Former Limerick star Andrew O’Shaughnessy says he can’t afford to worry about his multiple sclerosis (MS).
Diagnosed with the condition in 2009 which forced the 2007 All-Star to quit inter-county hurling, an emotional O’Shaughnessy opens up on the brain disease on Andrew O’Shaughnessy — Shaughs’ Story in the TG4/Nemeton Laochra Gael series on TG4 to be screened this day week.
He tells how he took some comfort from having it, rather than another member of his family.
“A young nurse came in — I feel so sorry for her now, she must have just been starting her career — ‘All your tests are coming clear’, trying to reassure me. And then the same one had to come in and tell me that she was a bit too hasty giving me the results, it wasn’t accurate, it transpired. She came back in and said, ‘you are showing signs of multiple sclerosis’.
“My mother was very shocked. I was shocked myself. I broke down once inside in the hospital. Two team-mates came in — Brian O’Sullivan, and my brother Gavin — and for some reason, I don’t know why but I did, but that was the only time.
“I said to (O’Shaughnessy’s wife) Eimear, ‘Look, this is what happened, this is life, you have to accept what has happened. It’s just how you react to it. I said, ‘I’d prefer, of anyone in my family, that I get it ’cause I feel I am the one that is strongest enough to deal with it’. That seems to be the case. I am not letting it get to me. I think about it once a day when I take my medication.

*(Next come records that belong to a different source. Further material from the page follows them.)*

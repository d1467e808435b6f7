//! CSV decoder for the raw per-trip dataset.

use serde::Deserialize;
use std::io::Read;
use tracing::debug;

use crate::error::{Result, WhiteBoxError};

/// One delivery from the raw dataset.
#[derive(Debug, Clone, PartialEq)]
pub struct TripRecord {
    pub pickup_zone: String,
    pub total_fare: f64,
    pub incentive_bonus: f64,
    pub zone_demand_level: String,
}

impl TripRecord {
    pub fn new(zone: &str, total_fare: f64, incentive_bonus: f64, demand: &str) -> Self {
        Self {
            pickup_zone: zone.to_string(),
            total_fare,
            incentive_bonus,
            zone_demand_level: demand.to_string(),
        }
    }
}

/// A CSV row as read, before required-field checks.
///
/// Every column is optional here so that an absent column and an empty cell
/// both surface as [`WhiteBoxError::MissingField`] instead of a serde error.
#[derive(Debug, Deserialize)]
struct RawTripRow {
    #[serde(default)]
    pickup_zone: Option<String>,
    #[serde(default)]
    total_fare: Option<f64>,
    #[serde(default)]
    incentive_bonus: Option<f64>,
    #[serde(default)]
    zone_demand_level: Option<String>,
}

impl RawTripRow {
    fn into_record(self, record: usize) -> Result<TripRecord> {
        let missing = |field: &'static str| WhiteBoxError::MissingField { record, field };

        Ok(TripRecord {
            pickup_zone: non_empty(self.pickup_zone).ok_or_else(|| missing("pickup_zone"))?,
            total_fare: finite(self.total_fare).ok_or_else(|| missing("total_fare"))?,
            incentive_bonus: finite(self.incentive_bonus)
                .ok_or_else(|| missing("incentive_bonus"))?,
            zone_demand_level: non_empty(self.zone_demand_level)
                .ok_or_else(|| missing("zone_demand_level"))?,
        })
    }
}

/// `NaN` and infinite cells count as missing, like blanks.
fn finite(value: Option<f64>) -> Option<f64> {
    value.filter(|v| v.is_finite())
}

fn non_empty(value: Option<String>) -> Option<String> {
    value.filter(|v| !v.trim().is_empty())
}

/// Decodes every trip in a headered CSV stream.
///
/// # Errors
///
/// Fails on the first row with a missing required value, or on any CSV
/// decoding error (for example a non-numeric fare). No partial result is
/// returned.
pub fn read_trips<R: Read>(reader: R) -> Result<Vec<TripRecord>> {
    let mut rdr = csv::ReaderBuilder::new().trim(csv::Trim::All).from_reader(reader);

    let mut trips = Vec::new();
    for (idx, result) in rdr.deserialize::<RawTripRow>().enumerate() {
        trips.push(result?.into_record(idx + 1)?);
    }

    debug!(records = trips.len(), "Trips decoded");
    Ok(trips)
}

“That’s it. Sin é. That’s life. Get on with it, there are a lot of people in worse circumstance. There are a lot of people in better circumstances. If you start feeling self-pity and feeling sorry for yourself, you are on the back foot straight away, the same as anything.”
The Kilmallock man’s latest MRI revealed “a dramatic decrease of lesions” on his brain and his neurologist Peter Ward couldn’t be happier with him. O’Shaughnessy’s positive attitude certainly helps.
“People think about MS and they associate it with bygone years and the worst-case scenario before medication developed and got better. Fortunately enough, I am not in that case. It might be in some time in the future, but I cannot worry about that."
In part of the programme, O’Shaughnessy returns to the infamous Justin McCarthy era when he and eight others were dropped off the panel after a 2009 season when they lost an All-Ireland semi-final to Tipperary by 24 points.
“We were doing hurling drills you do with U12s, a bad U12 team, but I was still committed, as in, ‘We are still going to beat Tipperary, we are still going to beat Tipperary’. Going up, I could have said to a good friend of mine, or Eimear, ‘We’ll either beat Tipp by a few points or we could get annihilated’. And I was right, unfortunately. And we didn’t beat them by two points. I think we weren’t called back because we questioned the decision-making. It wasn’t. We just questioned the process to try and improve things, not trying to give out and critique, this and that. We didn’t accuse anyone, we said, ‘would you not consider this?’
“Subsequently, as that year further developed for myself, the reason he’s gone is because of what’s (MS) after happened to him. That was only an excuse. That was a happy coincidence for them, not a happy coincidence for me.”